Claire-Marie Lomenech
La Nation n° 1928 18 novembre 2011
Il est des trésors qu’on ignore trop longtemps et qui soudain ressurgissent, nous surprennent et nous saisissent. Si le «peintre du silence» Henry Meylan (1895-1980), actuellement exposé au Musée Militaire Vaudois, mérite de voir son oeuvre ainsi qualifiée, ce n’est que rendre hommage à celui qui a peint son siècle.

La jeune commissaire de l’exposition, Noémie Weissbrodt, s’est plongée dans la diversité de l’oeuvre du peintre vaudois, né au Sentier à la fin du XIXe siècle. Le MMV possède plus de deux mille dessins d’Henry Meylan, dont une partie offerte par le peintre de son vivant en 1973, à la suite d’une exposition-vente au Château de Morges, l’autre par le conservateur de son oeuvre, le pasteur Jean-Pierre Menu, en 1997. La quantité est impressionnante. On est encore plus stupéfait quand on voit la qualité de ces dessins précis, graphiques, souvent épurés. Mais comment sélectionner parmi tant de pièces celles qui seront montrées au public? Le premier défi consista à répertorier chacune d’elles, un même thème étant parfois traité avec des techniques différentes: crayon, fusain, lavis, encre de Chine et aquarelle. Il fallut donc les repérer et les rassembler. Vint ensuite le délicat moment du choix et le montage de l’exposition, réalisé de concert avec Mme Nadia Pierro, décoratrice-scénographe du MMV.

Le résultat est parlant.

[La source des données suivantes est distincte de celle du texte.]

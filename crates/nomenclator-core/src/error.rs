use std::path::PathBuf;

use thiserror::Error;

/// Errors that can occur during Nomenclator operations.
#[derive(Debug, Error)]
pub enum NomenclatorError {
    /// A training example names a label that is not in the label set.
    #[error("label {label:?} is not part of the label set")]
    UnknownLabel {
        /// The offending label.
        label: String,
    },

    /// The same standardized name was listed twice.
    #[error("duplicate label {0:?} in label set")]
    DuplicateLabel(String),

    /// A label set must contain at least one name.
    #[error("label set is empty")]
    EmptyLabelSet,

    /// Hyperparameters or training settings are out of range.
    #[error("invalid configuration: {0}")]
    InvalidConfig(String),

    /// The model bundle is missing or its contents are unusable.
    #[error("failed to load model bundle {path:?}: {reason}")]
    BundleLoad {
        /// Path that was being read.
        path: PathBuf,
        /// What went wrong.
        reason: String,
    },

    /// The bundle was written by an incompatible schema.
    #[error("unsupported bundle schema version {found} (expected {expected})")]
    UnsupportedBundleVersion {
        /// Version stored in the file.
        found: u32,
        /// Version this build reads.
        expected: u32,
    },

    /// A classifier parameter was absent from an imported parameter set.
    #[error("missing model parameter: {0}")]
    MissingParameter(String),

    /// The parameter store lock was poisoned by a panicking writer.
    #[error("model parameters are unavailable: {0}")]
    ParameterLock(String),

    #[error("IO error: {0}")]
    Io(#[from] std::io::Error),

    #[error("JSON error: {0}")]
    Json(#[from] serde_json::Error),

    #[error("safetensors error: {0}")]
    SafeTensors(#[from] safetensors::SafeTensorError),

    /// Candle ML framework error.
    #[error("tensor error: {0}")]
    Candle(#[from] candle_core::Error),
}

/// Result type alias for Nomenclator operations.
pub type Result<T> = std::result::Result<T, NomenclatorError>;
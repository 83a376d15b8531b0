use serde::{Deserialize, Serialize};

use crate::encoder::{EncodedText, encode};
use crate::error::Result;
use crate::vocab::{LabelSet, Vocabulary};

/// A clinical name paired with the standardized name it should map to.
#[derive(Debug, Clone, PartialEq, Eq, Hash, Serialize, Deserialize)]
pub struct TrainingExample {
    /// Free-text name as it might appear in a structure set.
    pub text: String,
    /// Standardized label name.
    pub label: String,
}

impl TrainingExample {
    pub fn new(text: impl Into<String>, label: impl Into<String>) -> Self {
        Self {
            text: text.into(),
            label: label.into(),
        }
    }

    /// Encode the text and resolve the label index.
    ///
    /// A label outside `labels` is an [`UnknownLabel`](crate::NomenclatorError::UnknownLabel)
    /// error.
    pub fn encode(
        &self,
        vocab: &Vocabulary,
        labels: &LabelSet,
        max_length: usize,
    ) -> Result<EncodedExample> {
        let label = labels.require(&self.label)?;
        Ok(EncodedExample {
            text: encode(vocab, &self.text, max_length),
            label,
        })
    }
}

/// An encoded training example.
#[derive(Debug, Clone, PartialEq, Eq)]
pub struct EncodedExample {
    pub text: EncodedText,
    pub label: usize,
}
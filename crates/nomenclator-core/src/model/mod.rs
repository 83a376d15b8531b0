//! Neural classifier stages and their composition.

pub mod attention;
pub mod classifier;
pub mod config;
pub mod embedding;
pub mod head;
mod init;
pub mod recurrent;

pub use attention::{Attention, masked_softmax};
pub use classifier::{ClassifierOutput, SequenceClassifier};
pub use config::ModelConfig;
pub use embedding::CharEmbedding;
pub use head::ClassifierHead;
pub use recurrent::{BiLstmEncoder, EncoderOutput, masked_update};

/// Whether a forward pass is part of training.
///
/// Passed explicitly to every stage; dropout is only active in
/// [`Mode::Train`].
#[derive(Debug, Clone, Copy, PartialEq, Eq, Hash)]
pub enum Mode {
    Train,
    Eval,
}

impl Mode {
    pub fn is_train(self) -> bool {
        matches!(self, Mode::Train)
    }
}
pub mod example;
pub mod prediction;

pub use example::{EncodedExample, TrainingExample};
pub use prediction::Prediction;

On découvre l’homme qui, grâce à l’intervention de son ami le colonel Robert Moulin, put être engagé comme peintre militaire du régiment du Pays de Vaud. Durant toute la mobilisation, il suivit les troupes et, sans s’arrêter, représenta la vie des soldats, ce qu’il expliqua lui-même ainsi: «Je n’ai pas illustré le règlement, mais vivant au milieu de la troupe, j’ai pu saisir ce qui me paraissait répondre au sentiment que j’avais de l’homme.»

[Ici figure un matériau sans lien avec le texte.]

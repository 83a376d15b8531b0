use serde::{Deserialize, Serialize};

/// One ranked candidate for an input name.
#[derive(Debug, Clone, PartialEq, Serialize, Deserialize)]
pub struct Prediction {
    /// Standardized name.
    pub label: String,
    /// Softmax probability in `[0.0, 1.0]`.
    pub confidence: f32,
}

impl Prediction {
    pub fn new(label: impl Into<String>, confidence: f32) -> Self {
        Self {
            label: label.into(),
            confidence,
        }
    }

    /// `true` if the confidence is below the caller's acceptance threshold.
    #[must_use]
    pub fn needs_review(&self, threshold: f32) -> bool {
        self.confidence < threshold
    }
}

impl std::fmt::Display for Prediction {
    fn fmt(&self, f: &mut std::fmt::Formatter<'_>) -> std::fmt::Result {
        write!(f, "{} ({:.3})", self.label, self.confidence)
    }
}

#[cfg(test)]
mod tests {
    use super::*;

    #[test]
    fn test_needs_review() {
        let prediction = Prediction::new("Parotid_L", 0.62);
        assert!(prediction.needs_review(0.7));
        assert!(!prediction.needs_review(0.5));
    }

    #[test]
    fn test_display() {
        assert_eq!(Prediction::new("GTV", 0.9).to_string(), "GTV (0.900)");
    }
}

Résumer la carrière d’Henry Meylan aux six années passées aux côtés des soldats serait malgré tout réducteur. Sourd depuis l’été 1916 (la surdité d’Henry Meylan fut probablement causée par des soins insuffisants à la suite de l’explosion d’une grenade à proximité du jeune homme, associés à deux facteurs aggravants: un hiver 1918 très rigoureux et une pathologie au niveau de la chaîne des osselets de l’oreille), Henry Meylan se détourna de la profession de notaire pour embrasser celle d’artiste. A la suite de ses études aux Beaux-Arts de Genève eut lieu sa première exposition, au Musée Arlaud (à l’époque il s’appelle ainsi), en 1920. Il partit ensuite en Espagne, puis à Paris, à Saint-Tropez et en Bretagne. Ses voyages l’inspirèrent, tant au niveau des couleurs que des styles; il ne cessa de peindre. Cependant, sa surdité le coupe du monde. «Parce que je suis sourd et parce que je suis esclave de mes yeux, je suis un visuel. C’est pour ça que je me suis exprimé avec des styles si différents.» Il vécut de sa peinture, difficilement et courageusement.

Le rêve de Noémie Weissbrodt? Etablir un catalogue raisonné de l’oeuvre militaire d’Henry Meylan. Cela risque de prendre dix voire vingt ans, le temps que tous les possesseurs de dessins ou peintures de la période militaire du peintre se manifestent. Nombreux sont en effet ceux qui possèdent une de ses toiles, ou un de ses dessins, sans en connaître la valeur. Puisse cet article être un appel aux heureux propriétaires: qu’ils se fassent connaître! Nous encourageons aussi vivement nos lecteurs à découvrir rapidement cette exposition, prolongée jusqu’au 4 décembre.